Print every record exactly.

——————————

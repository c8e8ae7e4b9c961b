//! Historical rewards: staking outcomes joined with their reward UTXOs.

use serde::{Deserialize, Serialize};

use serac_core::{
    bucket_watermark, watermark_write, BlockHeight, BlockIndexer, BucketWrite, IndexError,
    KvBucket, TxId, UnixTime,
};

use crate::model::{PBlock, PTransaction};

use super::{codec_err, rev_height};

const BY_ADDRESS: &[u8] = b"a:";
const BY_STAKING_TX: &[u8] = b"r:";

/// How many extra staking records to pull per page: some staking outcomes
/// produce zero reward UTXOs, so a page of rewards can span more stakes than
/// its own size.
pub const OVER_FETCH_FACTOR: usize = 3;

#[derive(Debug, Clone, PartialEq, Serialize, Deserialize)]
pub struct StakingRecord {
    pub staking_tx: TxId,
    pub node_id: String,
    pub amount_staked: u64,
    pub start_time: UnixTime,
    pub end_time: UnixTime,
    pub reward_addresses: Vec<String>,
    pub block_height: BlockHeight,
}

#[derive(Debug, Clone, PartialEq, Serialize, Deserialize)]
pub struct RewardRecord {
    pub staking_tx: TxId,
    pub reward_tx: TxId,
    pub amount: u64,
    pub utxo_count: u32,
    pub rewarded_at: UnixTime,
}

/// One staking outcome with its reward, as served by the API.
#[derive(Debug, Clone, PartialEq, Serialize)]
pub struct RewardEntry {
    pub staking: StakingRecord,
    pub reward: RewardRecord,
}

#[derive(Clone)]
pub struct RewardIndexer<B: KvBucket> {
    bucket: B,
}

impl<B: KvBucket> RewardIndexer<B> {
    pub fn new(bucket: B) -> Self {
        Self { bucket }
    }

    fn staking_key(address: &str, end_time: UnixTime, staking_tx: &TxId) -> Vec<u8> {
        let mut key = BY_ADDRESS.to_vec();
        key.extend_from_slice(address.as_bytes());
        key.push(0);
        key.extend_from_slice(&rev_height(end_time));
        key.extend_from_slice(staking_tx.as_bytes());
        key
    }

    fn reward_key(staking_tx: &TxId) -> Vec<u8> {
        let mut key = BY_STAKING_TX.to_vec();
        key.extend_from_slice(staking_tx.as_bytes());
        key
    }

    pub fn reward_for(&self, staking_tx: &TxId) -> Result<Option<RewardRecord>, IndexError> {
        let Some(raw) = self.bucket.get(&Self::reward_key(staking_tx))? else {
            return Ok(None);
        };
        Ok(Some(bincode::deserialize(&raw).map_err(codec_err)?))
    }

    /// Rewards for one address, newest stake end first. Lazily joins reward
    /// records, over-fetching staking records because zero-reward outcomes
    /// contribute nothing to the page.
    pub fn rewards_for_address(
        &self,
        address: &str,
        page_size: usize,
    ) -> Result<Vec<RewardEntry>, IndexError> {
        let mut prefix = BY_ADDRESS.to_vec();
        prefix.extend_from_slice(address.as_bytes());
        prefix.push(0);

        let stakes = self.bucket.scan_prefix(&prefix)?;

        let mut out = Vec::with_capacity(page_size);
        let mut cursor = 0;

        while out.len() < page_size && cursor < stakes.len() {
            let window = stakes
                .iter()
                .skip(cursor)
                .take(page_size.saturating_mul(OVER_FETCH_FACTOR).max(1));

            let mut advanced = 0;

            for (_, value) in window {
                advanced += 1;

                let staking: StakingRecord =
                    bincode::deserialize(value).map_err(codec_err)?;

                if let Some(reward) = self.reward_for(&staking.staking_tx)? {
                    out.push(RewardEntry { staking, reward });
                    if out.len() == page_size {
                        break;
                    }
                }
            }

            cursor += advanced;

            if advanced == 0 {
                break;
            }
        }

        Ok(out)
    }
}

impl<B: KvBucket> BlockIndexer<PBlock> for RewardIndexer<B> {
    fn name(&self) -> &'static str {
        "rewards"
    }

    fn watermark(&self) -> Result<Option<BlockHeight>, IndexError> {
        Ok(bucket_watermark(&self.bucket)?)
    }

    fn process_batch(&self, blocks: &[PBlock]) -> Result<(), IndexError> {
        let Some(last) = blocks.last() else {
            return Ok(());
        };

        let mut entries: Vec<BucketWrite> = Vec::new();

        for block in blocks {
            for tx in &block.txs {
                match tx {
                    PTransaction::Stake {
                        base,
                        node_id,
                        stake_outs,
                        end_time,
                        reward_owner,
                        ..
                    } => {
                        let record = StakingRecord {
                            staking_tx: base.tx_id,
                            node_id: node_id.clone(),
                            amount_staked: stake_outs
                                .iter()
                                .filter_map(|o| o.output.amount())
                                .sum(),
                            start_time: block.timestamp,
                            end_time: *end_time,
                            reward_addresses: reward_owner.addresses.clone(),
                            block_height: block.height,
                        };

                        let encoded = bincode::serialize(&record).map_err(codec_err)?;

                        for address in &reward_owner.addresses {
                            entries.push((
                                Self::staking_key(address, *end_time, &base.tx_id),
                                Some(encoded.clone()),
                            ));
                        }
                    }

                    PTransaction::RewardValidator {
                        tx_id,
                        staking_tx_id,
                    } => {
                        let matching: Vec<_> = block
                            .reward_utxos
                            .iter()
                            .filter(|u| u.staking_tx_id == *staking_tx_id)
                            .collect();

                        let record = RewardRecord {
                            staking_tx: *staking_tx_id,
                            reward_tx: *tx_id,
                            amount: matching
                                .iter()
                                .filter_map(|u| u.out.output.amount())
                                .sum(),
                            utxo_count: matching.len() as u32,
                            rewarded_at: block.timestamp,
                        };

                        let encoded = bincode::serialize(&record).map_err(codec_err)?;
                        entries.push((Self::reward_key(staking_tx_id), Some(encoded)));
                    }

                    _ => {}
                }
            }
        }

        entries.push(watermark_write(last.height));
        self.bucket.write(&entries)?;

        Ok(())
    }
}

——————————

◆ **Solved exercise**
repository c8e8ae7e4b9c961b
//! Historical rewards: staking outcomes joined with their reward UTXOs.

use serde::{Deserialize, Serialize};

use serac_core::{
    bucket_watermark, watermark_write, BlockHeight, BlockIndexer, BucketWrite, IndexError,
    KvBucket, TxId, UnixTime,
};

use crate::model::{PBlock, PTransaction};

use super::{codec_err, rev_height};

const BY_ADDRESS: &[u8] = b"a:";
const BY_STAKING_TX: &[u8] = b"r:";

/// How many extra staking records to pull per page: some staking outcomes
/// produce zero reward UTXOs, so a page of rewards can span more stakes than
/// its own size.
pub const OVER_FETCH_FACTOR: usize = 3;

#[derive(Debug, Clone, PartialEq, Serialize, Deserialize)]
pub struct StakingRecord {
    pub staking_tx: TxId,
    pub node_id: String,
    pub amount_staked: u64,
    pub start_time: UnixTime,
    pub end_time: UnixTime,
    pub reward_addresses: Vec<String>,
    pub block_height: BlockHeight,
}

#[derive(Debug, Clone, PartialEq, Serialize, Deserialize)]
pub struct RewardRecord {
    pub staking_tx: TxId,
    pub reward_tx: TxId,
    pub amount: u64,
    pub utxo_count: u32,
    pub rewarded_at: UnixTime,
}

/// One staking outcome with its reward, as served by the API.
#[derive(Debug, Clone, PartialEq, Serialize)]
pub struct RewardEntry {
    pub staking: StakingRecord,
    pub reward: RewardRecord,
}

#[derive(Clone)]
pub struct RewardIndexer<B: KvBucket> {
    bucket: B,
}

impl<B: KvBucket> RewardIndexer<B> {
    pub fn new(bucket: B) -> Self {
        Self { bucket }
    }

    fn staking_key(address: &str, end_time: UnixTime, staking_tx: &TxId) -> Vec<u8> {
        let mut key = BY_ADDRESS.to_vec();
        key.extend_from_slice(address.as_bytes());
        key.push(0);
        key.extend_from_slice(&rev_height(end_time));
        key.extend_from_slice(staking_tx.as_bytes());
        key
    }

    fn reward_key(staking_tx: &TxId) -> Vec<u8> {
        let mut key = BY_STAKING_TX.to_vec();
        key.extend_from_slice(staking_tx.as_bytes());
        key
    }

    pub fn reward_for(&self, staking_tx: &TxId) -> Result<Option<RewardRecord>, IndexError> {
        let Some(raw) = self.bucket.get(&Self::reward_key(staking_tx))? else {
            return Ok(None);
        };
        Ok(Some(bincode::deserialize(&raw).map_err(codec_err)?))
    }

    /// Rewards for one address, newest stake end first. Lazily joins reward
    /// records, over-fetching staking records because zero-reward outcomes
    /// contribute nothing to the page.
    pub fn rewards_for_address(
        &self,
        address: &str,
        page_size: usize,
    ) -> Result<Vec<RewardEntry>, IndexError> {
        let mut prefix = BY_ADDRESS.to_vec();
        prefix.extend_from_slice(address.as_bytes());
        prefix.push(0);

        let stakes = self.bucket.scan_prefix(&prefix)?;

        let mut out = Vec::with_capacity(page_size);
        let mut cursor = 0;

        while out.len() < page_size && cursor < stakes.len() {
            let window = stakes
                .iter()
                .skip(cursor)
                .take(page_size.saturating_mul(OVER_FETCH_FACTOR).max(1));

            let mut advanced = 0;

            for (_, value) in window {
                advanced += 1;

                let staking: StakingRecord =
                    bincode::deserialize(value).map_err(codec_err)?;

                if let Some(reward) = self.reward_for(&staking.staking_tx)? {
                    out.push(RewardEntry { staking, reward });
                    if out.len() == page_size {
                        break;
                    }
                }
            }

            cursor += advanced;

            if advanced == 0 {
                break;
            }
        }

        Ok(out)
    }
}

impl<B: KvBucket> BlockIndexer<PBlock> for RewardIndexer<B> {
    fn name(&self) -> &'static str {
        "rewards"
    }

    fn watermark(&self) -> Result<Option<BlockHeight>, IndexError> {
        Ok(bucket_watermark(&self.bucket)?)
    }

    fn process_batch(&self, blocks: &[PBlock]) -> Result<(), IndexError> {
        let Some(last) = blocks.last() else {
            return Ok(());
        };

        let mut entries: Vec<BucketWrite> = Vec::new();

        for block in blocks {
            for tx in &block.txs {
                match tx {
                    PTransaction::Stake {
                        base,
                        node_id,
                        stake_outs,
                        end_time,
                        reward_owner,
                        ..
                    } => {
                        let record = StakingRecord {
                            staking_tx: base.tx_id,
                            node_id: node_id.clone(),
                            amount_staked: stake_outs
                                .iter()
                                .filter_map(|o| o.output.amount())
                                .sum(),
                            start_time: block.timestamp,
                            end_time: *end_time,
                            reward_addresses: reward_owner.addresses.clone(),
                            block_height: block.height,
                        };

                        let encoded = bincode::serialize(&record).map_err(codec_err)?;

                        for address in &reward_owner.addresses {
                            entries.push((
                                Self::staking_key(address, *end_time, &base.tx_id),
                                Some(encoded.clone()),
                            ));
                        }
                    }

                    PTransaction::RewardValidator {
                        tx_id,
                        staking_tx_id,
                    } => {
                        let matching: Vec<_> = block
                            .reward_utxos
                            .iter()
                            .filter(|u| u.staking_tx_id == *staking_tx_id)
                            .collect();

                        let record = RewardRecord {
                            staking_tx: *staking_tx_id,
                            reward_tx: *tx_id,
                            amount: matching
                                .iter()
                                .filter_map(|u| u.out.output.amount())
                                .sum(),
                            utxo_count: matching.len() as u32,
                            rewarded_at: block.timestamp,
                        };

                        let encoded = bincode::serialize(&record).map_err(codec_err)?;
                        entries.push((Self::reward_key(staking_tx_id), Some(encoded)));
                    }

                    _ => {}
                }
            }
        }

        entries.push(watermark_write(last.height));
        self.bucket.write(&entries)?;

        Ok(())
    }
}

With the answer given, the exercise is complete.